Required action
Within the records below, find each line with the word "MouseButtonState" and copy it out.

Exercise material
★ ★ ★
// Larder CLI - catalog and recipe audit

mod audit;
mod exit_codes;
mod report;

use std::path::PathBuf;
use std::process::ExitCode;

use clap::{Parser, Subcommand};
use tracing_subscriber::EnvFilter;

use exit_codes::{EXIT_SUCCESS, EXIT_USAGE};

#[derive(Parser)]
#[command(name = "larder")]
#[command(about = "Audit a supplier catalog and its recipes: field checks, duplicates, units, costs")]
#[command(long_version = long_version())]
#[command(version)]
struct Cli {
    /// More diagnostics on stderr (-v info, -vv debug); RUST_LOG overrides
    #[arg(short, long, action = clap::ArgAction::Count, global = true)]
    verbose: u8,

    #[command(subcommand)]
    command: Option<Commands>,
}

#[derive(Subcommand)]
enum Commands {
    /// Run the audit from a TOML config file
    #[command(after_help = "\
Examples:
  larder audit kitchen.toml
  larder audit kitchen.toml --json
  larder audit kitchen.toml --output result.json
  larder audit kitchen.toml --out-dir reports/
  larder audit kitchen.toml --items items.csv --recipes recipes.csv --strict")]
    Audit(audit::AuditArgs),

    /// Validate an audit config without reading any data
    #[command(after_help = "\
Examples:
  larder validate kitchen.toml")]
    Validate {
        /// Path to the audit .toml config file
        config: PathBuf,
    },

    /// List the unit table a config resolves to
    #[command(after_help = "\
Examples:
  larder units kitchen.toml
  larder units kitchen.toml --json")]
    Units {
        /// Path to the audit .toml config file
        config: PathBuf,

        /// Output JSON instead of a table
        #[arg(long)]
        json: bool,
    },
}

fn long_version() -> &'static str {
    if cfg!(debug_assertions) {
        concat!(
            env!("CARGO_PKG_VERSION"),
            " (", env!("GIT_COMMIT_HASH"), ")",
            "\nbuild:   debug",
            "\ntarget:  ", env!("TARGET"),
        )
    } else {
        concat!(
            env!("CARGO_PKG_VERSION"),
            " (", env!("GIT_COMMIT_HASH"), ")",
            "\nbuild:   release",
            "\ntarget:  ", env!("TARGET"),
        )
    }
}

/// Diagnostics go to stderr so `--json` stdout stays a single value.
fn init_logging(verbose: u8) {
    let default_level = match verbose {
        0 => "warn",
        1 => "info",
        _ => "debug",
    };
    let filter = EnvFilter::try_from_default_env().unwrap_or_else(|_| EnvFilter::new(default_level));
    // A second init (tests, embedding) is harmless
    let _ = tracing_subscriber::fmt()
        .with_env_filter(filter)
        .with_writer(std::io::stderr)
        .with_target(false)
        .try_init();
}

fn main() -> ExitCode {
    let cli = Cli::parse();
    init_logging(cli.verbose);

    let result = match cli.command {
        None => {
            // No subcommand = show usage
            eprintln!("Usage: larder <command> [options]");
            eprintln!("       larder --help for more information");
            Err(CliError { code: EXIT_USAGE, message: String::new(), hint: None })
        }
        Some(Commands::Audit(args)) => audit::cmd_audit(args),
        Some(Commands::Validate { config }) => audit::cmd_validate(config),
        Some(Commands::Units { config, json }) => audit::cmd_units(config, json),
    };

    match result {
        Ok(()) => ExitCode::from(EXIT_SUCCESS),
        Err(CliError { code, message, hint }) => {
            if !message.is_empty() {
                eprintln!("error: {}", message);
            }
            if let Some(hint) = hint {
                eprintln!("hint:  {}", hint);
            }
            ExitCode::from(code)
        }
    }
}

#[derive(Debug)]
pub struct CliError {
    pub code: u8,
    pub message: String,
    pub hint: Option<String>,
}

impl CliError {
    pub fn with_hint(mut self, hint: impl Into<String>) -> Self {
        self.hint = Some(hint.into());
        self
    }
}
★ ★ ★
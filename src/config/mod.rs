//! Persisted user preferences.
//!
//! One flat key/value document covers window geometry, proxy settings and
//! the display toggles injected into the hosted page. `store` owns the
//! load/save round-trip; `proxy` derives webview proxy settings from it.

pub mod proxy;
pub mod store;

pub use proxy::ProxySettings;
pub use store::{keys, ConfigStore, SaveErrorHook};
★ ★ ★
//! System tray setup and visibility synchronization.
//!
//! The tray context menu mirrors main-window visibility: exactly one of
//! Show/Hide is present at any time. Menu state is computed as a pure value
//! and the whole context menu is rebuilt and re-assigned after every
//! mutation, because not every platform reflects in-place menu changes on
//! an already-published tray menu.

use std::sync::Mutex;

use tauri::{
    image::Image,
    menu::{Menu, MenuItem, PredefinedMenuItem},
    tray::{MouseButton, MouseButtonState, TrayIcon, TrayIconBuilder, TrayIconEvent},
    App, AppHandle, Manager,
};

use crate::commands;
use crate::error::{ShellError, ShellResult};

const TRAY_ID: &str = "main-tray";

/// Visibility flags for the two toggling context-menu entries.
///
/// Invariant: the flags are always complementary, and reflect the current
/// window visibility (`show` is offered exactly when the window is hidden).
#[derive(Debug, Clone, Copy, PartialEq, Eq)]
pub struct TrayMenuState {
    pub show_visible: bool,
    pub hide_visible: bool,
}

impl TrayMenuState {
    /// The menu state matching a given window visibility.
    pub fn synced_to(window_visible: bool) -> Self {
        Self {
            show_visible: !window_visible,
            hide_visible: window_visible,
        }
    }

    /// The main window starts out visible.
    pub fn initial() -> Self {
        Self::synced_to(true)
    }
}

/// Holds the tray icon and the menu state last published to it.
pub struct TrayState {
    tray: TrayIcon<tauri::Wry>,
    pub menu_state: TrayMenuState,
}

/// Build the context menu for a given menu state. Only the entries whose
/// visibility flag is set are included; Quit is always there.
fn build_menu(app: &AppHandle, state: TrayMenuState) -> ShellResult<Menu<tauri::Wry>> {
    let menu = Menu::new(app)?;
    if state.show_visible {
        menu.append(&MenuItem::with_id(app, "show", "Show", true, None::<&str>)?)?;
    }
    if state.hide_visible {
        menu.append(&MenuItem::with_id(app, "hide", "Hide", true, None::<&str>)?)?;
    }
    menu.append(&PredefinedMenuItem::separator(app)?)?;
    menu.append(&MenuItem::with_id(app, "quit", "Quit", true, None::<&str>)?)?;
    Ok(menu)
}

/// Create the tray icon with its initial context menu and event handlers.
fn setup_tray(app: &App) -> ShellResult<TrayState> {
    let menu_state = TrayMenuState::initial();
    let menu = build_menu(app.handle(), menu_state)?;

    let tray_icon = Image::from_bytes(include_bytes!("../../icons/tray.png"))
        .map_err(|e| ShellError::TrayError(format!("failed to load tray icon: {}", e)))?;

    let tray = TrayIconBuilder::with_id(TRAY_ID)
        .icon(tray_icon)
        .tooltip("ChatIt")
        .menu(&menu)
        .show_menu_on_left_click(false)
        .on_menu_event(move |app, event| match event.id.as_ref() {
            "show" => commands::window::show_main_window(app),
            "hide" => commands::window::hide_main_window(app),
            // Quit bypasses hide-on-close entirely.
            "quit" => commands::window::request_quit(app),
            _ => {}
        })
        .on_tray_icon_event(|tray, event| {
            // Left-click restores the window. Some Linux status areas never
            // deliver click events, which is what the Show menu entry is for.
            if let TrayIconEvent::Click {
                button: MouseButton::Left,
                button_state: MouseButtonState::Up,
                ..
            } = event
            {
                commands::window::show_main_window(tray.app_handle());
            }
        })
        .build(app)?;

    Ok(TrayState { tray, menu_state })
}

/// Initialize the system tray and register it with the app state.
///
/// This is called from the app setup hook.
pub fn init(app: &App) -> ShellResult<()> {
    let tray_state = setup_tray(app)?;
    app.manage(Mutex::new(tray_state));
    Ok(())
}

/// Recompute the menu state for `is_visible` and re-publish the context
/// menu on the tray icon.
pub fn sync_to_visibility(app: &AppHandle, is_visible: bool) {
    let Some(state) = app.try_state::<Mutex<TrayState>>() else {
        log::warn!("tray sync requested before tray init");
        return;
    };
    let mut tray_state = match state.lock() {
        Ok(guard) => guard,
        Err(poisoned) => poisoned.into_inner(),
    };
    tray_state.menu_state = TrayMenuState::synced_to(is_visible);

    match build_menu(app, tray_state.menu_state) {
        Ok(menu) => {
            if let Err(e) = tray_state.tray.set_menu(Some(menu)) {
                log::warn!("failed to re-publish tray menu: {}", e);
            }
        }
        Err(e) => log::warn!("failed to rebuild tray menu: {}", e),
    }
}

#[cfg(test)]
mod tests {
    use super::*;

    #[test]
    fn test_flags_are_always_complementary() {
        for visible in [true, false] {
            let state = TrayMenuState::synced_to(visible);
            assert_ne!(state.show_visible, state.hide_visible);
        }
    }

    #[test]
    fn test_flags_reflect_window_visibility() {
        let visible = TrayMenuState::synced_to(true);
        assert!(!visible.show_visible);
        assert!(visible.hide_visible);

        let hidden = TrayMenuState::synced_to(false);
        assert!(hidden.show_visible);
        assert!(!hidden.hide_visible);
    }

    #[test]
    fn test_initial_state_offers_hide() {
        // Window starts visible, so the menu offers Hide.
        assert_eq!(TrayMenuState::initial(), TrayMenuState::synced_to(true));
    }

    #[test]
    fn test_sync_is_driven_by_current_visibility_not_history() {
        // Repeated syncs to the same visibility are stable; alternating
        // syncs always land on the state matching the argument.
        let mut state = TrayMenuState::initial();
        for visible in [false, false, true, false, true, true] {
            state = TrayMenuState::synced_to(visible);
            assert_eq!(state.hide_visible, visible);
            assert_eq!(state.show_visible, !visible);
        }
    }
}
★ ★ ★
Exercise result
    tray::{MouseButton, MouseButtonState, TrayIcon, TrayIconBuilder, TrayIconEvent},
                button_state: MouseButtonState::Up,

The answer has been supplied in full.